Closure of interior of closed convex set

Question

Consider a closed convex set with non empty interior in a topological vector space (a vector space endowed with a topology that makes sum and scalar multiplication continuous). Show that the closure of its interior is the original set itself.

I have already proved the case for normed spaces (if $x$ lies in the interior and $z$ is any other point, there is a “cone”, so to speak, whose base is a ball centres at $x$ and whose corner is $z$). But the proof doesn't translate (I am using triangle inequality in the normed case which I don't see how to translate).

Any help is appreciated.

Answer 1

If $c \in \overline{C}$, $p \in C^\circ$ and $t \in [0,1)$ then the point $p(t) = p + t (c-p)$ is in $C^\circ$.

Since $p \in C^\circ$, there is some open neighbourhood $U$ of $0$ such that $U+\{p\} \subset C$.

Now I claim that if $x \in (1-t)U+\{p(t)\}$, then $x \in C$. In particular, $p(t) \in C^\circ$.

Let $y = {1 \over 1-t} (x-tc)$ and note that $x = (1-t)y + t c$.

Then $y-p = {1 \over 1-t}(x-tc+tp - p) = {1 \over 1-t}(x-p(t)) \in {1 \over 1-t} (1-t)U = U$.

Hence $y \in C$ and so $x \in C$.

Correction: The above is incomplete. It does not use the fact that $c \in \overline{C}$ anywhere.

Suppose $U$ is a convex neighbourhood of $0$ such that $U+\{p\} \subset C$. Note that $c \in C+\epsilon U$ for any $\epsilon>0$. Pick some $t \in [0,1)$ and choose $\epsilon>0$ such that $\epsilon {1+t \over 1-t} \le 1$.

Now suppose $u \in U$ (so that $\epsilon u \in \epsilon U$), then \begin{eqnarray} p(t) + \epsilon u &=& (1-t)p+t c + \epsilon u \\ &\in& (1-t)\{p\} + t (C+\epsilon U) + \epsilon U \\ &\in& (1-t) (\{p\} + \epsilon {1+t \over 1-t} U) + t C \\ &\subset & (1-t)C + t C \\ &=& C \end{eqnarray} In particular, $p(t) \in p(t)+\epsilon U$, so $p(t) \in C^\circ$.

It follows immediately that $c$ is in the closure of the interior.

Answer 2

Let $X$ be a topological vector space. For a subset of $A\subset X$, let $\mathrm{cl}(A), \mathrm{int}(A)$ and $\mathrm{conv}(A)$ denote the closure, interior and convex hull of $A$, respectively.

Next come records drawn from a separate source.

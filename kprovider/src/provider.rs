//! Capability traits every backend implementation plugs into.
//!
//! ```rust
//! use kprovider::{
//!     BackendId, CompletionRequest, GenerationCapability, ProviderError, ProviderFuture,
//!     RawModelResponse,
//! };
//!
//! struct Echo;
//!
//! impl GenerationCapability for Echo {
//!     fn id(&self) -> BackendId {
//!         BackendId::Ollama
//!     }
//!
//!     fn complete<'a>(
//!         &'a self,
//!         request: CompletionRequest,
//!     ) -> ProviderFuture<'a, Result<RawModelResponse, ProviderError>> {
//!         Box::pin(async move { Ok(RawModelResponse::text(BackendId::Ollama, request.prompt.text)) })
//!     }
//! }
//!
//! let backend = Echo;
//! assert_eq!(backend.id(), BackendId::Ollama);
//! assert!(!backend.supports_media(kprovider::MediaKind::Image));
//! ```

use std::future::Future;
use std::pin::Pin;

use crate::{BackendId, CompletionRequest, ProviderError, RawModelResponse};

pub type ProviderFuture<'a, T> = Pin<Box<dyn Future<Output = T> + Send + 'a>>;

/// Media a generation backend may produce besides completion text.
#[derive(Debug, Clone, Copy, PartialEq, Eq, Hash)]
pub enum MediaKind {
    Image,
    Speech,
}

/// Sign-in state of one backend account.
pub trait SessionCapability: Send + Sync {
    /// False when the backend cannot authenticate at all in this environment.
    fn is_available(&self) -> bool;

    fn is_signed_in<'a>(&'a self) -> ProviderFuture<'a, Result<bool, ProviderError>>;

    /// Interactive sign-in. Callers invoke this at most once per orchestration.
    fn sign_in<'a>(&'a self) -> ProviderFuture<'a, Result<(), ProviderError>>;

    fn sign_out<'a>(&'a self) -> ProviderFuture<'a, Result<(), ProviderError>>;
}

pub trait GenerationCapability: Send + Sync {
    fn id(&self) -> BackendId;

    fn complete<'a>(
        &'a self,
        request: CompletionRequest,
    ) -> ProviderFuture<'a, Result<RawModelResponse, ProviderError>>;

    /// Whether `generate_image` or `synthesize_speech` is implemented. Both
    /// default to `Unsupported`, so this defaults to `false`.
    fn supports_media(&self, _kind: MediaKind) -> bool {
        false
    }

    fn generate_image<'a>(
        &'a self,
        _prompt: String,
        _model: Option<String>,
    ) -> ProviderFuture<'a, Result<RawModelResponse, ProviderError>> {
        let backend = self.id();
        Box::pin(async move {
            Err(ProviderError::unsupported(format!(
                "{backend} does not generate images"
            )))
        })
    }

    fn synthesize_speech<'a>(
        &'a self,
        _text: String,
        _locale: Option<String>,
    ) -> ProviderFuture<'a, Result<RawModelResponse, ProviderError>> {
        let backend = self.id();
        Box::pin(async move {
            Err(ProviderError::unsupported(format!(
                "{backend} does not synthesize speech"
            )))
        })
    }
}

/// Native playback with no retrievable artifact.
pub trait LocalSpeechCapability: Send + Sync {
    fn id(&self) -> BackendId;

    fn speak<'a>(
        &'a self,
        text: String,
        locale: Option<String>,
    ) -> ProviderFuture<'a, Result<(), ProviderError>>;
}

The claim you are proving may be slightly generalized as follows: If $K$ is a convex set of $X$ and if $\mathrm{int}(K)\neq \varnothing$, then $$ \mathrm{cl}(K)=\mathrm{cl}(\mathrm{int}(K)). $$ To show this, the following lemma is useful. If $U$ be an open neighborhood of $x_0\in X$ and $x\notin U$, then the point $\alpha x_0+(1-\alpha )x$ is an interior point of $\mathrm{conv}(U\cup \{x\})$ for every $\alpha \in (0,1]$ (this can be proved without difficulty)

We turn to the proof of the last display. We only need to show that $\mathrm{cl}(K)\subset \mathrm{cl}(\mathrm{int}(K))$ and first consider the case that $x\in K$. Assume that there exists an open neighborhood $U$ of $x$ such that $U\cap \mathrm{int}(K)=\varnothing$. Choose a point $x_0\in \mathrm{int}K$. By the lemma above, $\alpha x_0+(1-\alpha )x\ (0<\alpha \leqslant 1)$ are interior points of $\mathrm{conv}(\mathrm{int}(K)\cup \{x\})$ and a fortiori of $K$. However, by continuity of scalar multiplication, $\alpha x_0+(1-\alpha )x\in U$ for all sufficiently small $\alpha$, a contradiction. Thus, for all open neighborhoods $U$ of $x$, we have $U\cap \mathrm{int}(K)\neq \varnothing$. If $x\in \mathrm{cl}(K)$, then for every open neighborhood $U$ of $x$, there exists a point $x^{\prime}$ in $U\cap K\neq \varnothing$. It follows that $U\cap \mathrm{int}(K)\neq \varnothing$. This implies that $x\in \mathrm{cl}(\mathrm{int}(K))$.

If $\mathrm{int}(K)\neq \varnothing$, we can also prove that $$ \mathrm{int}(K)=\mathrm{int}(\mathrm{cl}(K)). $$

Answer 3

Caution: The following proof only works for Hausdorff topological vector space which is different from OP.

For a convex set $C$ in a topological vector space $X$, for any $\lambda \in [0,1)$

$$\lambda \overline{C} + (1-\lambda)C^{\circ} \subseteq C^{\circ}$$

The claim follows from the fact that, $\displaystyle \lambda \overline{C} + (1-\lambda)C^{\circ} = \bigcup_{x \in \overline{C}} \lambda x + (1-\lambda) C^{\circ}$ is a union of open sets, hence open. It suffices to show that, $\displaystyle \lambda \overline{C} + (1-\lambda)C^{\circ} \subset C$.

Since, for any $x \in C^{\circ}$, $C^{\circ} - x$ is an open neighbourhood of $0$ in X. Hence, $$\lambda \overline{C} = \overline{\lambda C} = \bigcap_{0 \in V \underset{\text{open}}{\subset} X} (\lambda C + V) \subseteq \lambda C + (1-\lambda)(C^{\circ} - x)\\ \implies \lambda \overline{C} + (1-\lambda)C^{\circ} = \bigcup_{x \in C^{\circ}} \lambda \overline{C} + (1-\lambda)x \subseteq \lambda C + (1-\lambda)C^{\circ} \subset C$$

Now, letting $\lambda \to 1^-$, we have $\displaystyle \overline{C} \subseteq \overline{C^{\circ}}$ (the other inclusion is trivial).